II.
Voici donc comment il faut envisager la question : il est certain que l'incrédulité n'est pas toujours le résultat de la légèreté et dé la précipitation ; qu'elle peut se trouver dans une personne qui cherche sérieusement la vérité et qui désire la connaître ( et l'on peut dire qu'elle est fondée lorsqu'elle se refuse à croire des choses évidemment incroyables ; mais il n'est qu'un esprit faux qui puisse traiter de chimère ce qui n'est pas invraisemblable).. Je demande maintenant à ceux qui doutent de la résurrection, ou qui la nient, si leur doute ou leur incrédulité n'ont pas leur source dans les passions ou les préjugés, et si leur opinion ne se serait point formée sous l'impression des unes ou des autres ? Il faut qu'ils disent que l'homme ne doit son existence qu'au hasard (sur ce terrain il est facile de les battre ), ou bien s'ils reconnaissent une divinité d'où émanent tous les êtres, il leur faut remonter à ce premier principe, et prouver que, même en l'admettant, la résurrection est encore incroyable, impossible; dès lors il leur faudrait démontrer que le pouvoir ou la volonté manquent à ce Dieu pour ranimer nos corps, rassembler leurs membres épars, et recomposer les hommes tels qu'ils étaient autrefois. Mais comment pourraient-ils le prouver? S'ils ne le peuvent, qu'ils renoncent à leur incrédulité, elle serait alors une impiété, et qu'ils cessent de blasphémer ce qu'ils devraient respecter. Montrons qu'ils n'ont aucune raison pour dire que Dieu ne peut pas ressusciter les morts, ou qu'il ne le veut pas. L'impuissance de faire une chose vient de ce qu'on ne sait pas ce qu'on veut faire, où de ce qu'on manque de force pour mettre à exécution ce qu'on a conçu. Je conviens qu'il est impossible d'entreprendre et d'exécuter un ouvrage tant qu'on ignore ce qu'il faut faire ; je sais encore qu'il faut un certain degré de puissance proportionnée à ses lumières pour exécuter l'œuvre qu'on médite, et de la manière qu'on l'a conçue; sans cela, si l'on est sage et qu'on ne veuille rien entreprendre au-delà de ses forces, on se gardera bien de mettre la main à l'œuvre ; ou si l'on est assez téméraire pour tenter quelques efforts, ils serait vains et impuissants.
Mais peut-on dire que Dieu ignore la nature des corps qu'il doit rappeler à la vie ; des parties les plus grandes comme des plus petites ; qu'il perd dé vue une seule parcelle de ces corps tombés en dissolution, un seul des éléments auxquels s'est unie chaque parcelle après la dissolution du corps, quelque imperceptibles que soient à nos yeux ces atomes qui ont été se réunir aux parties du monde avec lesquelles ils avaient quelque affinité?

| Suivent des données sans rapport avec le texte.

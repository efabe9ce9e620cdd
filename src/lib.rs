pub mod config;
pub mod core;
pub mod domain;
pub mod render;
pub mod utils;

pub use config::LocalStorage;
#[cfg(feature = "cli")]
pub use config::CliConfig;

pub use crate::core::{
    batch_loader::{BatchLoader, DEFAULT_MIN_FILES},
    engine::MultiplesEngine,
    grid::plan_grid,
    pipeline::SmallMultiplesPipeline,
    track_parser::{parse_file, parse_reader, parse_str},
};
pub use domain::model::{Batch, FieldSet, GridCell, GridLayout, PlotMode, Track, TrackPoint};
pub use utils::error::{MultiplesError, Result};
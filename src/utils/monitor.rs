#[cfg(feature = "cli")]
use std::time::{Duration, Instant};
#[cfg(feature = "cli")]
use sysinfo::{Pid, ProcessRefreshKind, ProcessesToUpdate, System};

#[cfg(feature = "cli")]
#[derive(Debug, Clone)]
pub struct SystemStats {
    pub cpu_usage: f32,
    pub memory_usage_mb: u64,
    pub peak_memory_mb: u64,
    pub elapsed_time: Duration,
}

/// Process CPU and memory sampling between pipeline phases.
#[cfg(feature = "cli")]
pub struct SystemMonitor {
    system: System,
    pid: Option<Pid>,
    start_time: Instant,
    peak_memory_mb: u64,
    enabled: bool,
}

#[cfg(feature = "cli")]
impl SystemMonitor {
    pub fn new(enabled: bool) -> Self {
        let pid = if enabled {
            sysinfo::get_current_pid().ok()
        } else {
            None
        };

        Self {
            system: System::new(),
            pid,
            start_time: Instant::now(),
            peak_memory_mb: 0,
            enabled,
        }
    }

    pub fn sample(&mut self) -> Option<SystemStats> {
        if !self.enabled {
            return None;
        }
        let pid = self.pid?;

        self.system.refresh_processes_specifics(
            ProcessesToUpdate::Some(&[pid]),
            true,
            ProcessRefreshKind::nothing().with_cpu().with_memory(),
        );
        let process = self.system.process(pid)?;

        // bytes → MB
        let memory_mb = process.memory() / 1024 / 1024;
        self.peak_memory_mb = self.peak_memory_mb.max(memory_mb);

        Some(SystemStats {
            cpu_usage: process.cpu_usage(),
            memory_usage_mb: memory_mb,
            peak_memory_mb: self.peak_memory_mb,
            elapsed_time: self.start_time.elapsed(),
        })
    }

    pub fn log_stats(&mut self, phase: &str) {
        if let Some(stats) = self.sample() {
            tracing::info!(
                "📊 {} - CPU: {:.1}%, Memory: {}MB, Peak: {}MB, Time: {:?}",
                phase,
                stats.cpu_usage,
                stats.memory_usage_mb,
                stats.peak_memory_mb,
                stats.elapsed_time
            );
        }
    }

    pub fn is_enabled(&self) -> bool {
        self.enabled
    }
}

#[cfg(feature = "cli")]
impl Default for SystemMonitor {
    fn default() -> Self {
        Self::new(false)
    }
}

// 非 CLI 建置時的空實作
#[cfg(not(feature = "cli"))]
#[derive(Default)]
pub struct SystemMonitor;

#[cfg(not(feature = "cli"))]
impl SystemMonitor {
    pub fn new(_enabled: bool) -> Self {
        Self
    }

    pub fn log_stats(&mut self, _phase: &str) {}

    pub fn is_enabled(&self) -> bool {
        false
    }
}

#[cfg(all(test, feature = "cli"))]
mod tests {
    use super::*;

    #[test]
    fn test_disabled_monitor_samples_nothing() {
        let mut monitor = SystemMonitor::default();
        assert!(!monitor.is_enabled());
        assert!(monitor.sample().is_none());
    }
}
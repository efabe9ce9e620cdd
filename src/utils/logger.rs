use tracing_subscriber::{layer::SubscriberExt, util::SubscriberInitExt, EnvFilter};

#[derive(Debug, Clone, Copy, PartialEq, Eq, Default)]
pub enum LogFormat {
    #[default]
    Compact,
    /// One JSON object per line, for runs whose logs feed another tool.
    Json,
}

fn default_filter(verbose: bool) -> EnvFilter {
    let directive = if verbose {
        "gpx_multiples=debug,info"
    } else {
        "gpx_multiples=info"
    };
    EnvFilter::try_from_default_env().unwrap_or_else(|_| EnvFilter::new(directive))
}

pub fn init_logger(verbose: bool, format: LogFormat) {
    let fmt_layer = tracing_subscriber::fmt::layer()
        .with_target(false)
        .with_thread_ids(false)
        .with_file(false)
        .with_line_number(false);

    let registry = tracing_subscriber::registry().with(default_filter(verbose));
    match format {
        LogFormat::Compact => registry.with(fmt_layer.compact()).init(),
        LogFormat::Json => registry.with(fmt_layer.json()).init(),
    }
}

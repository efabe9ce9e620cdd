use std::path::PathBuf;
use thiserror::Error;

#[derive(Error, Debug)]
pub enum MultiplesError {
    #[error("None or too few gpx files found ({found}). You need at least {required} files")]
    InsufficientFiles { found: usize, required: usize },

    #[error("GPX parse error: {message}")]
    Parse { message: String },

    #[error("Track point is missing required attribute '{field}'")]
    MissingField { field: String },

    #[error("Failed to load '{}': {source}", .path.display())]
    BatchLoad {
        path: PathBuf,
        #[source]
        source: Box<MultiplesError>,
    },

    #[error("IO error: {0}")]
    IoError(#[from] std::io::Error),

    #[error("CSV processing error: {0}")]
    CsvError(#[from] csv::Error),

    #[error("Serialization error: {0}")]
    SerializationError(#[from] serde_json::Error),

    #[error("Invalid file pattern: {0}")]
    PatternError(#[from] glob::PatternError),

    #[error("Rendering failed: {message}")]
    RenderError { message: String },

    #[error("Configuration error: {message}")]
    ConfigError { message: String },

    #[error("Missing configuration value: {field}")]
    MissingConfigError { field: String },

    #[error("Invalid value '{value}' for {field}: {reason}")]
    InvalidConfigValueError {
        field: String,
        value: String,
        reason: String,
    },

    #[error("Validation error: {message}")]
    ValidationError { message: String },
}

#[derive(Debug, Clone, Copy, PartialEq, Eq)]
pub enum ErrorCategory {
    Input,
    Data,
    Configuration,
    System,
    Output,
}

#[derive(Debug, Clone, Copy, PartialEq, Eq, PartialOrd, Ord)]
pub enum ErrorSeverity {
    Low,
    Medium,
    High,
    Critical,
}

impl MultiplesError {
    pub fn parse(message: impl Into<String>) -> Self {
        Self::Parse {
            message: message.into(),
        }
    }

    pub fn missing_field(field: impl Into<String>) -> Self {
        Self::MissingField {
            field: field.into(),
        }
    }

    pub fn render(message: impl ToString) -> Self {
        Self::RenderError {
            message: message.to_string(),
        }
    }

    /// The innermost error, looking through `BatchLoad` wrappers.
    pub fn root_cause(&self) -> &MultiplesError {
        match self {
            Self::BatchLoad { source, .. } => source.root_cause(),
            other => other,
        }
    }

    pub fn category(&self) -> ErrorCategory {
        match self {
            Self::InsufficientFiles { .. } | Self::PatternError(_) => ErrorCategory::Input,
            Self::Parse { .. } | Self::MissingField { .. } => ErrorCategory::Data,
            Self::BatchLoad { source, .. } => source.category(),
            Self::ConfigError { .. }
            | Self::MissingConfigError { .. }
            | Self::InvalidConfigValueError { .. }
            | Self::ValidationError { .. } => ErrorCategory::Configuration,
            Self::IoError(_) => ErrorCategory::System,
            Self::CsvError(_) | Self::SerializationError(_) | Self::RenderError { .. } => {
                ErrorCategory::Output
            }
        }
    }

    pub fn severity(&self) -> ErrorSeverity {
        match self {
            Self::IoError(_) => ErrorSeverity::Critical,
            Self::BatchLoad { source, .. } => source.severity(),
            Self::CsvError(_) | Self::SerializationError(_) | Self::RenderError { .. } => {
                ErrorSeverity::Medium
            }
            _ => ErrorSeverity::High,
        }
    }

    pub fn user_friendly_message(&self) -> String {
        match self {
            Self::InsufficientFiles { found, required } => format!(
                "Only {} GPX file(s) found, at least {} are needed to build a grid",
                found, required
            ),
            Self::BatchLoad { path, source } => {
                format!("Could not read track '{}': {}", path.display(), source)
            }
            Self::MissingConfigError { field } => {
                format!("Required setting '{}' is not set", field)
            }
            other => other.to_string(),
        }
    }

    pub fn recovery_suggestion(&self) -> String {
        match self.root_cause() {
            Self::InsufficientFiles { .. } => {
                "Point the input at a directory or glob that matches more .gpx files, or lower --min-files".to_string()
            }
            Self::Parse { .. } => {
                "Check that the file is complete, well-formed GPX (try opening it in a GPX viewer)".to_string()
            }
            Self::MissingField { .. } => {
                "Every <trkpt> needs numeric lat and lon attributes".to_string()
            }
            Self::PatternError(_) => "Quote the glob pattern and check its syntax".to_string(),
            Self::IoError(_) => "Check file permissions and that the paths exist".to_string(),
            Self::ConfigError { .. }
            | Self::MissingConfigError { .. }
            | Self::InvalidConfigValueError { .. }
            | Self::ValidationError { .. } => "Review the command line flags or the TOML configuration".to_string(),
            _ => "Check the output directory is writable and retry".to_string(),
        }
    }
}

pub type Result<T> = std::result::Result<T, MultiplesError>;

#[cfg(test)]
mod tests {
    use super::*;

    #[test]
    fn test_batch_load_delegates_to_source() {
        let err = MultiplesError::BatchLoad {
            path: PathBuf::from("a.gpx"),
            source: Box::new(MultiplesError::missing_field("lat")),
        };

        assert_eq!(err.category(), ErrorCategory::Data);
        assert_eq!(err.severity(), ErrorSeverity::High);
        assert!(matches!(err.root_cause(), MultiplesError::MissingField { .. }));
        assert!(err.to_string().contains("a.gpx"));
        assert!(err.recovery_suggestion().contains("lat and lon"));
    }

    #[test]
    fn test_insufficient_files_message() {
        let err = MultiplesError::InsufficientFiles {
            found: 3,
            required: 5,
        };

        assert_eq!(err.category(), ErrorCategory::Input);
        assert!(err.to_string().contains("at least 5 files"));
        assert!(err.user_friendly_message().contains("Only 3"));
    }
}
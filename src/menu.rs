//! Interactive console menu.
//!
//! The menu is the presentation layer over a [`Directory`]: it reads a choice,
//! collects the fields the operation needs, calls the directory and renders the
//! outcome as text. It holds no state of its own beyond its input and output
//! streams, and it is generic over both so sessions can be scripted in tests.

use crate::directory::{Directory, DEFAULT_CAPACITY};
use crate::error::DirectoryError;
use crate::models::Contact;
use anyhow::Result;
use std::io::{BufRead, Write};
use tracing::{debug, info, warn};

/// The options offered by the main menu.
#[derive(Debug, Clone, Copy, PartialEq, Eq)]
pub enum MenuOption {
    Add,
    Find,
    UpdatePhone,
    Remove,
    Exists,
    List,
    FreeSlots,
    IsFull,
    Export,
    Exit,
}

impl MenuOption {
    /// Map a numeric choice to an option.
    pub fn from_choice(choice: i64) -> Option<Self> {
        match choice {
            1 => Some(Self::Add),
            2 => Some(Self::Find),
            3 => Some(Self::UpdatePhone),
            4 => Some(Self::Remove),
            5 => Some(Self::Exists),
            6 => Some(Self::List),
            7 => Some(Self::FreeSlots),
            8 => Some(Self::IsFull),
            9 => Some(Self::Export),
            0 => Some(Self::Exit),
            _ => None,
        }
    }
}

const MENU_TEXT: &str = "\
======= CONTACT DIRECTORY =======
1. Add contact
2. Find contact (by first and last name)
3. Update phone
4. Remove contact
5. Check whether a contact exists
6. List contacts (sorted)
7. Show free slots
8. Check whether the directory is full
9. Export contacts as JSON
0. Exit";

/// Console menu bound to an input and an output stream.
pub struct Menu<R, W> {
    input: R,
    output: W,
}

impl<R: BufRead, W: Write> Menu<R, W> {
    pub fn new(input: R, output: W) -> Self {
        Self { input, output }
    }

    /// Consume the menu and hand back its output stream.
    pub fn into_output(self) -> W {
        self.output
    }

    /// Build the directory the session works on.
    ///
    /// A preset capacity (from configuration) is used directly. Otherwise the
    /// user is asked whether they want a specific size; anything other than a
    /// positive number falls back to the default capacity.
    pub fn create_directory(&mut self, preset: Option<usize>) -> Result<Directory> {
        writeln!(self.output, "--- Directory setup ---")?;

        if let Some(capacity) = preset {
            match Directory::new(Some(capacity)) {
                Ok(directory) => {
                    writeln!(self.output, "Directory created with capacity {}", capacity)?;
                    info!(capacity, "Directory created from configuration");
                    return Ok(directory);
                }
                Err(e) => warn!(error = %e, "Ignoring configured capacity"),
            }
        } else {
            let answer = self
                .prompt(&format!(
                    "Do you want a specific size (Y/N)? (Default is {}): ",
                    DEFAULT_CAPACITY
                ))?
                .unwrap_or_default();

            if answer.trim().eq_ignore_ascii_case("y") {
                if let Some(directory) = self.prompt_capacity()? {
                    return Ok(directory);
                }
            }
        }

        writeln!(
            self.output,
            "Using default capacity ({}).",
            DEFAULT_CAPACITY
        )?;
        info!(capacity = DEFAULT_CAPACITY, "Directory created with default capacity");
        Ok(Directory::default())
    }

    fn prompt_capacity(&mut self) -> Result<Option<Directory>> {
        let Some(raw) = self.prompt("Enter the size: ")? else {
            return Ok(None);
        };

        let size = match raw.trim().parse::<i64>() {
            Ok(size) => size,
            Err(_) => {
                writeln!(self.output, "Invalid input. Not a number.")?;
                return Ok(None);
            }
        };

        if size <= 0 {
            writeln!(self.output, "Size must be positive.")?;
            return Ok(None);
        }

        let directory = Directory::new(Some(size as usize))?;
        writeln!(self.output, "Directory created with capacity {}", size)?;
        info!(capacity = size, "Directory created");
        Ok(Some(directory))
    }

    /// Run the menu loop until the user exits or input ends.
    pub fn run(&mut self, directory: &mut Directory) -> Result<()> {
        loop {
            writeln!(self.output, "{}", MENU_TEXT)?;
            let Some(line) = self.prompt("Choose an option: ")? else {
                debug!("Input closed, leaving menu");
                return Ok(());
            };

            let option = match line.trim().parse::<i64>() {
                Ok(choice) => MenuOption::from_choice(choice),
                Err(_) => {
                    writeln!(self.output, "Error: please enter a number.")?;
                    writeln!(self.output)?;
                    continue;
                }
            };

            let Some(option) = option else {
                writeln!(self.output, "Invalid option. Try again.")?;
                writeln!(self.output)?;
                continue;
            };

            debug!(?option, "Menu option selected");
            if option == MenuOption::Exit {
                writeln!(self.output, "Exiting...")?;
                return Ok(());
            }

            let completed = self.dispatch(option, directory)?;
            writeln!(self.output)?;
            if !completed {
                debug!("Input closed, leaving menu");
                return Ok(());
            }
        }
    }

    /// Execute one option. Returns `false` if input ended while reading fields.
    fn dispatch(&mut self, option: MenuOption, directory: &mut Directory) -> Result<bool> {
        match option {
            MenuOption::Add => {
                let Some(first) = self.prompt("Enter first name: ")? else {
                    return Ok(false);
                };
                let Some(last) = self.prompt("Enter last name: ")? else {
                    return Ok(false);
                };
                let Some(phone) = self.prompt("Enter phone: ")? else {
                    return Ok(false);
                };
                self.handle_add(directory, Contact::new(first, last, phone))?;
            }
            MenuOption::Find => {
                let Some((first, last)) = self.prompt_names("to find")? else {
                    return Ok(false);
                };
                match directory.find_phone(&first, &last) {
                    Ok(phone) => writeln!(self.output, "Phone of {} {}: {}", first, last, phone)?,
                    Err(e) => {
                        debug!(error = %e, "Lookup missed");
                        writeln!(self.output, "Contact '{} {}' not found.", first, last)?;
                    }
                }
            }
            MenuOption::UpdatePhone => {
                let Some((first, last)) = self.prompt_names("to update")? else {
                    return Ok(false);
                };
                let Some(phone) = self.prompt("Enter the NEW phone: ")? else {
                    return Ok(false);
                };
                match directory.update_phone(&first, &last, phone) {
                    Ok(()) => {
                        let name = format!("{} {}", first, last);
                        info!(contact = %name, "Phone updated");
                        writeln!(self.output, "Phone of '{} {}' updated.", first, last)?;
                    }
                    Err(e) => {
                        warn!(error = %e, "Phone update rejected");
                        writeln!(
                            self.output,
                            "Contact '{} {}' not found, nothing updated.",
                            first, last
                        )?;
                    }
                }
            }
            MenuOption::Remove => {
                let Some((first, last)) = self.prompt_names("to remove")? else {
                    return Ok(false);
                };
                match directory.remove(&first, &last) {
                    Ok(removed) => {
                        info!(contact = %removed.full_name(), "Contact removed");
                        writeln!(self.output, "Contact '{}' removed.", removed.full_name())?;
                    }
                    Err(e) => {
                        warn!(error = %e, "Removal rejected");
                        writeln!(self.output, "Contact '{} {}' was not found.", first, last)?;
                    }
                }
            }
            MenuOption::Exists => {
                let Some((first, last)) = self.prompt_names("to check")? else {
                    return Ok(false);
                };
                if directory.exists(&first, &last) {
                    writeln!(self.output, "Contact '{} {}' exists.", first, last)?;
                } else {
                    writeln!(self.output, "Contact '{} {}' does not exist.", first, last)?;
                }
            }
            MenuOption::List => self.render_list(directory)?,
            MenuOption::FreeSlots => {
                writeln!(self.output, "Free slots: {}", directory.free_slots())?;
            }
            MenuOption::IsFull => {
                if directory.is_full() {
                    writeln!(self.output, "The directory IS full.")?;
                } else {
                    writeln!(self.output, "The directory is NOT full.")?;
                }
            }
            MenuOption::Export => {
                let json = serde_json::to_string_pretty(&directory.list())?;
                writeln!(self.output, "{}", json)?;
            }
            MenuOption::Exit => {}
        }

        Ok(true)
    }

    fn handle_add(&mut self, directory: &mut Directory, contact: Contact) -> Result<()> {
        let name = contact.full_name();
        match directory.add(contact) {
            Ok(()) => {
                info!(contact = %name, "Contact added");
                writeln!(self.output, "Contact '{}' added.", name)?;
            }
            Err(e) => {
                warn!(error = %e, "Add rejected");
                let message = match e {
                    DirectoryError::Validation(_) => {
                        "Error: cannot add a contact with an empty first or last name.".to_string()
                    }
                    DirectoryError::CapacityExceeded { .. } => {
                        format!("Error: the directory is full. Could not add {}.", name)
                    }
                    DirectoryError::DuplicateContact(_) => {
                        format!("Error: contact '{}' already exists.", name)
                    }
                    other => format!("Error: {}", other),
                };
                writeln!(self.output, "{}", message)?;
            }
        }
        Ok(())
    }

    fn render_list(&mut self, directory: &Directory) -> Result<()> {
        let contacts = directory.list();
        if contacts.is_empty() {
            writeln!(self.output, "The directory is empty.")?;
            return Ok(());
        }

        writeln!(
            self.output,
            "--- Contacts ({}/{}) ---",
            contacts.len(),
            directory.capacity()
        )?;
        for contact in contacts {
            writeln!(self.output, "{}", contact)?;
        }
        Ok(())
    }

    fn prompt_names(&mut self, purpose: &str) -> Result<Option<(String, String)>> {
        let Some(first) = self.prompt(&format!("Enter first name {}: ", purpose))? else {
            return Ok(None);
        };
        let Some(last) = self.prompt(&format!("Enter last name {}: ", purpose))? else {
            return Ok(None);
        };
        Ok(Some((first, last)))
    }

    /// Print a prompt and read one line. `None` means input is exhausted.
    fn prompt(&mut self, text: &str) -> Result<Option<String>> {
        write!(self.output, "{}", text)?;
        self.output.flush()?;

        let mut line = String::new();
        if self.input.read_line(&mut line)? == 0 {
            return Ok(None);
        }

        let trimmed_len = line.trim_end_matches(['\n', '\r']).len();
        line.truncate(trimmed_len);
        Ok(Some(line))
    }
}
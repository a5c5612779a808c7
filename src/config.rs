//! Configuration management for the contact directory.
//!
//! This module handles loading and validating configuration from environment variables.
//! A `.env` file in the working directory is read if present.

use crate::error::{ConfigError, ConfigResult};
use std::env;

/// Runtime configuration.
#[derive(Debug, Clone)]
pub struct Config {
    /// Preset directory capacity. When set, the menu does not ask for one.
    pub capacity: Option<usize>,

    /// Log level (default: "error")
    pub log_level: String,
}

impl Config {
    /// Load configuration from environment variables.
    ///
    /// Optional environment variables:
    /// - `DIRECTORY_CAPACITY`: Directory capacity, a positive integer
    /// - `LOG_LEVEL`: Logging level (default: "error")
    pub fn from_env() -> ConfigResult<Self> {
        // Missing .env is fine
        let _ = dotenvy::dotenv();

        let capacity = Self::parse_env_capacity("DIRECTORY_CAPACITY")?;
        let log_level = env::var("LOG_LEVEL").unwrap_or_else(|_| "error".to_string());

        Ok(Config {
            capacity,
            log_level,
        })
    }

    /// Parse an optional positive capacity from an environment variable.
    fn parse_env_capacity(var_name: &str) -> ConfigResult<Option<usize>> {
        let val = match env::var(var_name) {
            Ok(val) => val,
            Err(_) => return Ok(None),
        };

        match val.trim().parse::<usize>() {
            Ok(0) => Err(ConfigError::InvalidValue {
                var: var_name.to_string(),
                reason: "Must be greater than zero".to_string(),
            }),
            Ok(capacity) => Ok(Some(capacity)),
            Err(_) => Err(ConfigError::InvalidValue {
                var: var_name.to_string(),
                reason: format!("Must be a positive number, got: {}", val),
            }),
        }
    }
}

impl Default for Config {
    fn default() -> Self {
        Config {
            capacity: None,
            log_level: "error".to_string(),
        }
    }
}
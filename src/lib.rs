//! Contact Directory - a bounded, in-memory contact book.
//!
//! The directory stores contacts identified by their case-insensitive first and
//! last name, refuses duplicates, never grows past its capacity, and lists its
//! contents alphabetically. An interactive console menu drives it.
//!
//! # Architecture
//!
//! - **domain**: Identity key and validation errors
//! - **models**: The contact record
//! - **directory**: Capacity and uniqueness enforcement, CRUD operations
//! - **error**: Custom error types for precise error handling
//! - **config**: Configuration management from environment variables
//! - **menu**: Console presentation layer over a directory

// Re-export commonly used types
pub mod config;
pub mod directory;
pub mod domain;
pub mod error;
pub mod menu;
pub mod models;

pub use config::Config;
pub use directory::{Directory, DEFAULT_CAPACITY};
pub use domain::{ContactKey, ValidationError};
pub use error::{ConfigError, DirectoryError, DirectoryResult};
pub use menu::{Menu, MenuOption};
pub use models::Contact;
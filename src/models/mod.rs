//! Data models for the contact directory.
//!
//! This module contains the contact record stored by a directory.

pub mod contact;

pub use contact::Contact;
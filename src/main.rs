//! Contact Directory - Main entry point
//!
//! Runs the interactive menu on stdin/stdout. Logs go to stderr so they never
//! mix with the menu output.

use anyhow::Result;
use contact_directory::{Config, Menu};
use std::io;
use tracing::{error, info};
use tracing_subscriber::EnvFilter;

fn main() -> Result<()> {
    // Load configuration
    let config = match Config::from_env() {
        Ok(cfg) => cfg,
        Err(e) => {
            eprintln!("Failed to load configuration: {}", e);
            return Err(e.into());
        }
    };

    // Initialize logging (stderr only to keep stdout for the menu)
    let filter = EnvFilter::try_from_default_env()
        .unwrap_or_else(|_| EnvFilter::new(&config.log_level));

    tracing_subscriber::fmt()
        .with_env_filter(filter)
        .with_writer(io::stderr)
        .init();

    info!(capacity = ?config.capacity, "Configuration loaded successfully");

    let stdin = io::stdin();
    let stdout = io::stdout();
    let mut menu = Menu::new(stdin.lock(), stdout.lock());

    let mut directory = menu.create_directory(config.capacity)?;

    if let Err(e) = menu.run(&mut directory) {
        error!("Menu loop failed: {}", e);
        return Err(e);
    }

    info!(contacts = directory.len(), "Contact directory shutdown complete");
    Ok(())
}
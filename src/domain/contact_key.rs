//! ContactKey value object.

use std::fmt;

/// The case-insensitive identity of a contact.
///
/// Two contacts whose first and last names match ignoring case share the same
/// key. The key stores both names case-folded, so the derived `Eq`, `Hash` and
/// `Ord` implementations are exactly the identity and ordering contracts of a
/// contact: first name, then last name. Names are not trimmed.
///
/// Folding maps every character to upper case and then to lower case, one
/// character at a time. `str::to_lowercase` is context-sensitive for final
/// sigma and would give "ΑΣ" and "ασ" different keys.
///
/// # Example
///
/// ```
/// use contact_directory::domain::ContactKey;
///
/// let a = ContactKey::new("Amy", "Lee");
/// let b = ContactKey::new("AMY", "lee");
/// assert_eq!(a, b);
/// assert_eq!(a.first(), "amy");
/// ```
#[derive(Debug, Clone, PartialEq, Eq, Hash, PartialOrd, Ord)]
pub struct ContactKey {
    first: String,
    last: String,
}

impl ContactKey {
    /// Build the key for the given first and last name.
    pub fn new(first_name: &str, last_name: &str) -> Self {
        Self {
            first: fold_case(first_name),
            last: fold_case(last_name),
        }
    }

    /// Folded first name.
    pub fn first(&self) -> &str {
        &self.first
    }

    /// Folded last name.
    pub fn last(&self) -> &str {
        &self.last
    }
}

fn fold_case(name: &str) -> String {
    name.chars()
        .flat_map(char::to_uppercase)
        .flat_map(char::to_lowercase)
        .collect()
}

impl fmt::Display for ContactKey {
    fn fmt(&self, f: &mut fmt::Formatter<'_>) -> fmt::Result {
        write!(f, "{} {}", self.first, self.last)
    }
}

N'est-il pas vrai que, même avant l'organisation des êtres divers, Dieu connaissait les principes qui devaient entrer dans leur composition, les parties de ces éléments qui lui semblaient les plus propres à être mises en œuvre? Il n'est pas moins certain que Dieu, après la décomposition de nos corps et la dispersion de leurs éléments dans toutes les parties du monde, sait où est allée chacune des parcelles qu'il avait employées à la création et à la formation complète de chacun de nous ; d'autant plus que, selon notre manière de parler et d'apprécier les choses, le plus difficile est de connaître d'avance ce qui n'est pas encore ; mais si vous parlez de Dieu, il est de sa grandeur comme de sa sagesse de connaître aussi facilement ce qui n'est pas encore que de savoir ce qu'est devenu ce qui avait été : les lumières ne manquent pas à Dieu, ce n'est pas non plus la puissance.